Aunque normalmente escribo sobre temas relacionados directamente con envejecimiento y residencias. A raíz del debate sobre eutanasia y suicidio asistido he estado leyendo cosas sobre ética y me he animado a escribir algo que, aunque se aleja un poco de mi tema espero pueda resultar interesante. Aquí está:
“¿Debería poder una madre elegir el color de los ojos de su hija?” Estamos en el primer tercio del siglo XXI y ésta todavía puede ser una pregunta que merezca un tiempo de reflexión y debate. Creo que quien viva en el primer tercio del siglo XXII se extrañará de que esto fuera si quiera considerado como una cuestión sobre la que discutir.
Cuando en 1844 el americano Horace Wells y en 1846 el médico escocés James Simpson descubrieron las virtudes del óxido nitroso y el cloroformo para anestesiar a pacientes y así poder llevar a cabo operaciones sin que el dolor las hiciese imposibles se planteó un debate en el mundo judeocristiano.
Algunos entendieron que eso de poder quitar el dolor de forma tan radical era algo terrible y contra natura, ya que estaban convencidos de que ese dolor era algo normal y establecido por Dios, Alá o Yahvé. No olvidemos que cuando Adán y Eva fueron expulsados del paraíso entraron en un mundo terrible maldito por Dios donde se sufría para obtener comida y donde a Eva se le dijo expresamente: “parirás con dolor”. Esa expulsión del paraíso hacía para mucha gente comprensible el dolor, la enfermedad y muchos otros sufrimientos que vinculaban a algo sagrado y trascendente; algo enormemente más elevado que una mera reacción química que podía alterarse inhalando determinado gas.

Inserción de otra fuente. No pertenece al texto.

//! The instance buffer: batches, the system memory mirror and the upload queue in one place.

use std::marker::PhantomData;
use std::ops::Range;

#[cfg(feature = "tracing")]
use tracing::{debug, warn};

use crate::buffer::checked_range;
use crate::is_aligned;
use crate::{
    AllocatorError, ArchetypeShape, BatchId, BatchLayout, BatchSpace, BatchTable,
    BatchTableDescriptor, CopyRegion, GpuBuffer, MetadataUnit, Result, SubBatchId, SubBatchInfo,
    SystemBuffer, UploadCoalescer, UploadCoalescerDescriptor, UploadStatistics, UploadWriter,
    ELEMENT_SIZE,
};

/// Describes the configuration of an `InstanceBuffer`.
#[derive(Debug, Clone, Default)]
pub struct InstanceBufferDescriptor {
    /// Configuration of the batches.
    pub batches: BatchTableDescriptor,
    /// Configuration of the upload queue.
    pub uploads: UploadCoalescerDescriptor,
}

/// Statistic of an `InstanceBuffer`.
#[derive(Debug, Clone, Copy, Default, PartialEq)]
pub struct InstanceBufferStatistics {
    /// Size of the buffer in bytes.
    pub buffer_size: u64,
    /// Bytes owned by slabs.
    pub used_bytes: u64,
    /// Bytes not owned by any slab.
    pub free_bytes: u64,
    /// Number of live batches.
    pub batch_count: usize,
    /// Number of live sub-batches.
    pub sub_batch_count: usize,
    /// Metadata units in use.
    pub metadata_units: u32,
    /// Fragmentation of the slab allocator.
    pub slab_fragmentation: f32,
    /// Fragmentation of the metadata allocator.
    pub metadata_fragmentation: f32,
    /// Statistic of the last upload.
    pub last_upload: UploadStatistics,
}

/// A GPU buffer of per-instance data with a system memory mirror.
///
/// Instance data is written into the mirror and queued for upload. `execute_uploads` copies
/// the queued ranges from the mirror into the GPU buffer with as few copies as possible.
/// The buffer grows together with the batches it holds.
pub struct InstanceBuffer<B: GpuBuffer> {
    device: B,
    mirror: SystemBuffer,
    batches: BatchTable,
    uploads: UploadCoalescer,
}

impl<B: GpuBuffer> InstanceBuffer<B> {
    /// Creates a new instance buffer on top of `device`. The device buffer is resized to the
    /// initial size of the batch table.
    #[cfg_attr(feature = "profiling", profiling::function)]
    pub fn new(mut device: B, descriptor: &InstanceBufferDescriptor) -> Result<Self> {
        let batches = BatchTable::new(&descriptor.batches)?;
        let window = if batches.is_windowed() {
            Some((batches.window_bytes() / ELEMENT_SIZE) as u32)
        } else {
            None
        };
        let uploads = UploadCoalescer::new(&descriptor.uploads, window)?;

        let size = batches.buffer_size();
        if device.size() != size {
            device.resize(size)?;
        }

        #[cfg(feature = "tracing")]
        debug!("Created instance buffer of {} bytes", size);

        Ok(Self {
            device,
            mirror: SystemBuffer::new(size),
            batches,
            uploads,
        })
    }

    /// Reserves room for `instance_count` instances of `shape` in one chunk.
    pub fn allocate_batch_space(
        &mut self,
        shape: &ArchetypeShape,
        instance_count: u32,
    ) -> Result<BatchSpace> {
        self.allocate_chunked(shape, &[instance_count])
    }

    /// Reserves room for a group of instances split into chunks. Grows the mirror and the
    /// device buffer if the batches needed more room.
    #[cfg_attr(feature = "profiling", profiling::function)]
    pub fn allocate_chunked(
        &mut self,
        shape: &ArchetypeShape,
        chunk_instance_counts: &[u32],
    ) -> Result<BatchSpace> {
        let space = self.batches.allocate(shape, chunk_instance_counts)?;

        if let Err(err) = self.sync_buffer_size() {
            #[cfg(feature = "tracing")]
            warn!("Can't grow the device buffer: {}", err);

            self.batches.remove_sub_batch(space.sub_batch)?;
            return Err(err);
        }

        Ok(space)
    }

    /// Removes a sub-batch right away.
    pub fn release_sub_batch(&mut self, id: SubBatchId) -> Result<()> {
        self.batches.remove_sub_batch(id)
    }

    /// Marks a sub-batch as alive for the next garbage collection.
    pub fn mark_referenced(&mut self, id: SubBatchId) {
        self.batches.mark_referenced(id);
    }

    /// Removes every sub-batch that wasn't marked since the last collection. Returns the
    /// number of removed sub-batches.
    pub fn run_garbage_collection(&mut self) -> usize {
        self.batches.collect_garbage()
    }

    /// Queues a copy of `size` elements from the mirror into the device buffer.
    pub fn queue_upload(
        &mut self,
        source_offset: u32,
        destination_offset: u32,
        size: u32,
    ) -> Result<()> {
        self.uploads.queue_upload(source_offset, destination_offset, size)
    }

    /// Writes `data` into the mirror at `destination_offset` bytes and queues its upload.
    /// The offset needs to be aligned to an element.
    pub fn write(&mut self, destination_offset: u64, data: &[u8]) -> Result<()> {
        let (offset, size) = element_range(destination_offset, data.len() as u64)?;
        self.mirror.write(destination_offset, data)?;
        self.uploads.queue_upload(offset, offset, size)
    }

    /// A writer for filling the mirror from many threads at once.
    ///
    /// The number of uploads the writer can queue is limited by the queue capacity, see
    /// [`reserve_uploads`](Self::reserve_uploads).
    pub fn upload_writer(&mut self) -> InstanceWriter<'_> {
        InstanceWriter {
            mirror: self.mirror.as_mut_ptr(),
            mirror_len: self.mirror.size(),
            uploads: self.uploads.writer(),
            _mirror: PhantomData,
        }
    }

    /// Grows the upload queue to hold at least `capacity` requests.
    pub fn reserve_uploads(&mut self, capacity: usize) {
        self.uploads.reserve(capacity);
    }

    /// Copies every queued range from the mirror into the device buffer. Returns the number
    /// of issued copies.
    pub fn execute_uploads(&mut self) -> Result<usize> {
        self.uploads
            .execute(self.mirror.as_bytes(), &mut self.device)
    }

    /// Gives an attribute a name used in log output.
    pub fn set_attribute_name(&mut self, attribute_id: u32, name: &str) {
        self.batches.set_attribute_name(attribute_id, name);
    }

    /// Statistic of the buffer.
    pub fn statistics(&self) -> InstanceBufferStatistics {
        InstanceBufferStatistics {
            buffer_size: self.batches.buffer_size(),
            used_bytes: self.batches.used_bytes(),
            free_bytes: self.batches.free_bytes(),
            batch_count: self.batches.batch_count(),
            sub_batch_count: self.batches.sub_batch_count(),
            metadata_units: self.batches.metadata_units_in_use(),
            slab_fragmentation: self.batches.slab_fragmentation(),
            metadata_fragmentation: self.batches.metadata_fragmentation(),
            last_upload: self.uploads.statistics(),
        }
    }

    /// The binding information of a batch.
    pub fn batch_layout(&self, id: BatchId) -> Option<BatchLayout> {
        self.batches.batch_layout(id)
    }

    /// A live sub-batch.
    pub fn sub_batch(&self, id: SubBatchId) -> Option<SubBatchInfo> {
        self.batches.sub_batch(id)
    }

    /// Metadata units of a range returned by an allocation.
    pub fn metadata(&self, range: Range<u32>) -> &[MetadataUnit] {
        self.batches.metadata(range)
    }

    /// The batch table.
    pub fn batches(&self) -> &BatchTable {
        &self.batches
    }

    /// The device buffer.
    pub fn device(&self) -> &B {
        &self.device
    }

    /// The system memory mirror.
    pub fn mirror(&self) -> &SystemBuffer {
        &self.mirror
    }

    fn sync_buffer_size(&mut self) -> Result<()> {
        let new_size = self.batches.buffer_size();
        let old_size = self.mirror.size();
        if new_size <= old_size {
            return Ok(());
        }

        self.device.resize(new_size)?;
        self.mirror.grow(new_size);

        // The device content is undefined after a resize.
        self.device.copy_region(
            self.mirror.as_bytes(),
            &CopyRegion {
                source_offset: 0,
                destination_offset: 0,
                size: new_size,
            },
        )?;

        #[cfg(feature = "tracing")]
        debug!(
            "Resized the instance buffer from {} to {} bytes",
            old_size,
            new_size
        );

        Ok(())
    }
}

/// Writes into the mirror of an `InstanceBuffer` from many threads and queues the uploads.
pub struct InstanceWriter<'a> {
    mirror: *mut u8,
    mirror_len: u64,
    uploads: UploadWriter<'a>,
    _mirror: PhantomData<&'a mut [u8]>,
}

// SAFETY: The mirror is only written through `InstanceWriter::write`, whose contract requires
// concurrent calls to target disjoint ranges. The upload queue only uses atomics.
unsafe impl Send for InstanceWriter<'_> {}
unsafe impl Sync for InstanceWriter<'_> {}

impl<'a> InstanceWriter<'a> {
    /// Copies `data` into the mirror at `destination_offset` bytes and queues its upload.
    /// The offset needs to be aligned to an element.
    ///
    /// # Safety
    ///
    /// Calls running at the same time must write disjoint byte ranges.
    pub unsafe fn write(&self, destination_offset: u64, data: &[u8]) -> Result<()> {
        let (offset, size) = element_range(destination_offset, data.len() as u64)?;
        let range = checked_range(destination_offset, data.len() as u64, self.mirror_len as usize)?;

        std::ptr::copy_nonoverlapping(data.as_ptr(), self.mirror.add(range.start), data.len());

        self.uploads.queue_upload(offset, offset, size)
    }

    /// Queues a copy of `size` elements from the mirror into the device buffer.
    pub fn queue_upload(
        &self,
        source_offset: u32,
        destination_offset: u32,
        size: u32,
    ) -> Result<()> {
        self.uploads.queue_upload(source_offset, destination_offset, size)
    }
}

/// Converts a byte range into the element range covering it.
fn element_range(offset: u64, size: u64) -> Result<(u32, u32)> {
    if !is_aligned(offset, ELEMENT_SIZE) {
        return Err(AllocatorError::InvalidAlignment);
    }

    let begin = offset / ELEMENT_SIZE;
    let count = (size + ELEMENT_SIZE - 1) / ELEMENT_SIZE;
    if begin + count > u32::MAX as u64 {
        return Err(AllocatorError::InvalidSize);
    }

    Ok((begin as u32, count as u32))
}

No es tanto que la iglesia como institución se opusiese a la anestesia, sino que, de repente, algo que parecía impensable y contrario a unas creencias profundas apareció ante los ojos de nuestros antepasados como una opción a explorar. En España, el primer uso del cloroformo inhalado como anestesia tuvo lugar en 1847 y se vivió dentro de la profesión médica con una mezcla de entusiasmo y escepticismo. No todos los médicos lo aceptaron desde el principio y, en especial los militares, lo tomaron con mucha cautela pensando que, si quitar el dolor podía afectar negativamente el tiempo de cicatrización o de recuperación de una operación, podía descartarse.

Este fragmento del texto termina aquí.